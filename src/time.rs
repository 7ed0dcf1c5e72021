use hifitime::Epoch;
use std::str::FromStr;

use crate::constants::{
    Radian, Seconds, DPI, JD, JDTOMJD, MJD, SECONDS_PER_DAY, SECONDS_PER_HOUR, T2000,
};
use crate::gnomon_errors::GnomonError;

/// Parse a date in the format YYYY-MM-ddTHH:mm:ss (UTC unless a time scale is given)
///
/// Argument
/// --------
/// * `date`: ISO 8601 date string accepted by [`hifitime::Epoch`]
///
/// Return
/// ------
/// * the parsed epoch, or [`GnomonError::InvalidScenarioParameter`] if the string is not a date
pub fn parse_epoch(date: &str) -> Result<Epoch, GnomonError> {
    Epoch::from_str(date)
        .map_err(|e| GnomonError::InvalidScenarioParameter(format!("invalid date {date:?}: {e}")))
}

/// Julian Date (UTC) of an epoch
pub fn epoch_to_jd(epoch: &Epoch) -> JD {
    epoch.to_jde_utc_days()
}

/// Transformation from julian date (JD) in modified julian date (MJD)
pub fn jd_to_mjd(jd: JD) -> MJD {
    jd - JDTOMJD
}

/// Seconds elapsed from `origin` to `epoch` (negative if `epoch` is earlier).
pub fn seconds_between(origin: &Epoch, epoch: &Epoch) -> Seconds {
    (*epoch - *origin).to_seconds()
}

/// Greenwich mean sidereal angle at a Modified Julian Date, in `[0, 2π)`.
///
/// IAU 1982 polynomial for 0h, advanced by the fractional day at the sidereal rate. The
/// scenarios pass UTC days; the UT1 − UTC difference (< 0.9 s) is below the sampling step.
pub fn gmst(tjm: MJD) -> Radian {
    // seconds of sidereal time
    const C0: f64 = 24110.54841;
    const C1: f64 = 8640184.812866;
    const C2: f64 = 9.3104e-2;
    const C3: f64 = -6.2e-6;

    const RAP: f64 = 1.00273790934;

    let itjm = tjm.floor();
    let t = (itjm - T2000) / 36525.0;

    let gmst0 = (((C3 * t + C2) * t + C1) * t + C0) * DPI / SECONDS_PER_DAY;

    let h = tjm.fract() * DPI;
    (gmst0 + h * RAP).rem_euclid(DPI)
}

/// Wrap an angle into `(-π, π]`.
pub fn wrap_angle(angle: Radian) -> Radian {
    let wrapped = (angle + std::f64::consts::PI).rem_euclid(DPI) - std::f64::consts::PI;
    if wrapped <= -std::f64::consts::PI {
        std::f64::consts::PI
    } else {
        wrapped
    }
}

/// Local wall-clock time of day in seconds, in `[0, 86400)`.
///
/// Arguments
/// ---------
/// * `elapsed`: seconds since a UTC midnight
/// * `utc_offset_hours`: signed offset of the local time zone
pub fn wall_clock_seconds(elapsed: Seconds, utc_offset_hours: f64) -> Seconds {
    let clock = (elapsed % SECONDS_PER_DAY + utc_offset_hours * SECONDS_PER_HOUR)
        .rem_euclid(SECONDS_PER_DAY);
    // rem_euclid can round up to the modulus for tiny negative inputs
    if clock >= SECONDS_PER_DAY {
        0.0
    } else {
        clock
    }
}

#[cfg(test)]
mod time_test {
    use super::*;
    use approx::assert_abs_diff_eq;
    use std::f64::consts::PI;

    #[test]
    fn test_parse_epoch() {
        let epoch = parse_epoch("2024-01-01T00:00:00 UTC").unwrap();
        assert_abs_diff_eq!(epoch_to_jd(&epoch), 2460310.5, epsilon = 1e-9);
        assert_abs_diff_eq!(jd_to_mjd(epoch_to_jd(&epoch)), 60310.0, epsilon = 1e-9);

        assert!(matches!(
            parse_epoch("first of january"),
            Err(GnomonError::InvalidScenarioParameter(_))
        ));
    }

    #[test]
    fn test_jd_mjd() {
        assert_eq!(jd_to_mjd(2459215.5), 59215.0);
    }

    #[test]
    fn test_seconds_between() {
        let a = parse_epoch("2024-01-01T00:00:00 UTC").unwrap();
        let b = parse_epoch("2024-03-15T00:00:00 UTC").unwrap();
        assert_abs_diff_eq!(seconds_between(&a, &b), 74.0 * 86400.0, epsilon = 1e-6);
        assert_abs_diff_eq!(seconds_between(&b, &a), -74.0 * 86400.0, epsilon = 1e-6);
    }

    #[test]
    fn test_gmst() {
        let tut = 57028.478514610404;
        assert_abs_diff_eq!(gmst(tut), 4.851925725092499, epsilon = 1e-12);
        assert_abs_diff_eq!(gmst(T2000), 4.894961212789145, epsilon = 1e-12);
    }

    #[test]
    fn test_wrap_angle() {
        assert_abs_diff_eq!(wrap_angle(3.0 * PI / 2.0), -PI / 2.0, epsilon = 1e-12);
        assert_abs_diff_eq!(wrap_angle(-3.0 * PI / 2.0), PI / 2.0, epsilon = 1e-12);
        assert_eq!(wrap_angle(PI), PI);
        assert_eq!(wrap_angle(-PI), PI);
        assert_abs_diff_eq!(wrap_angle(0.25), 0.25, epsilon = 1e-12);
    }

    #[test]
    fn test_wall_clock_seconds() {
        assert_eq!(wall_clock_seconds(3600.0, 3.0), 4.0 * 3600.0);
        // wraps past midnight both ways
        assert_eq!(wall_clock_seconds(86400.0 + 23.0 * 3600.0, 3.0), 2.0 * 3600.0);
        assert_eq!(wall_clock_seconds(3600.0, -5.0), 20.0 * 3600.0);
        assert_eq!(wall_clock_seconds(0.0, 0.0), 0.0);
    }
}
//! Progress reporting for [`run_all`](super::run_all) under the `progress` feature.
//!
//! Each scenario is timed with a [`RunClock`]; once it finishes, its integrator [`Stats`]
//! are turned into a [`Throughput`] line printed above the bar, e.g.
//!
//! ```text
//! daylight: 52560 steps in 1.84s (28.6k steps/s, 7.0 evals/step)
//! ```
use std::fmt;
use std::time::{Duration, Instant};

use indicatif::ProgressStyle;

use crate::integrator::Stats;

pub(crate) fn scenario_style() -> ProgressStyle {
    ProgressStyle::with_template(
        "{bar:40.cyan/blue} {pos}/{len} scenarios | {elapsed_precise} | {msg}",
    )
    .expect("indicatif template")
}

/// Wall clock of a single scenario run.
pub(crate) struct RunClock {
    started: Instant,
}

impl RunClock {
    pub(crate) fn start() -> Self {
        RunClock {
            started: Instant::now(),
        }
    }

    pub(crate) fn elapsed(&self) -> Duration {
        self.started.elapsed()
    }

    pub(crate) fn finish(&self, stats: &Stats) -> Throughput {
        Throughput::new(self.elapsed(), stats)
    }
}

/// Integration work per unit of wall time.
#[derive(Debug, Clone, Copy, PartialEq)]
pub(crate) struct Throughput {
    elapsed: Duration,
    accepted_steps: u64,
    attempts: u64,
    fn_evals: u64,
}

impl Throughput {
    pub(crate) fn new(elapsed: Duration, stats: &Stats) -> Self {
        Throughput {
            elapsed,
            accepted_steps: stats.accepted_steps,
            attempts: stats.accepted_steps + stats.rejected_steps,
            fn_evals: stats.fn_evals,
        }
    }

    /// Accepted steps per second, `None` when no time was measured.
    pub(crate) fn steps_per_second(&self) -> Option<f64> {
        let secs = self.elapsed.as_secs_f64();
        (secs > 0.0).then(|| self.accepted_steps as f64 / secs)
    }

    /// Derivative evaluations per accepted step (7 without rejections).
    pub(crate) fn evals_per_step(&self) -> Option<f64> {
        (self.accepted_steps > 0).then(|| self.fn_evals as f64 / self.accepted_steps as f64)
    }
}

fn fmt_rate(rate: f64) -> String {
    if rate >= 1e6 {
        format!("{:.1}M", rate / 1e6)
    } else if rate >= 1e3 {
        format!("{:.1}k", rate / 1e3)
    } else {
        format!("{rate:.0}")
    }
}

impl fmt::Display for Throughput {
    fn fmt(&self, f: &mut fmt::Formatter<'_>) -> fmt::Result {
        write!(
            f,
            "{} steps in {:.2}s",
            self.accepted_steps,
            self.elapsed.as_secs_f64()
        )?;
        if self.attempts > self.accepted_steps {
            write!(f, " ({} rejected)", self.attempts - self.accepted_steps)?;
        }
        match (self.steps_per_second(), self.evals_per_step()) {
            (Some(rate), Some(evals)) => {
                write!(f, " ({} steps/s, {evals:.1} evals/step)", fmt_rate(rate))
            }
            _ => Ok(()),
        }
    }
}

What you will do
Everything starting at the line containing "assert_abs_diff_eq!(gmst(T2000), 4.894961212789145, epsilon" and ending at the line containing "assert_abs_diff_eq!(wrap_angle(-3.0 * PI" in the records above should be repeated exactly, and only that.

Answer space
        assert_abs_diff_eq!(gmst(T2000), 4.894961212789145, epsilon = 1e-12);
    }

    #[test]
    fn test_wrap_angle() {
        assert_abs_diff_eq!(wrap_angle(3.0 * PI / 2.0), -PI / 2.0, epsilon = 1e-12);
        assert_abs_diff_eq!(wrap_angle(-3.0 * PI / 2.0), PI / 2.0, epsilon = 1e-12);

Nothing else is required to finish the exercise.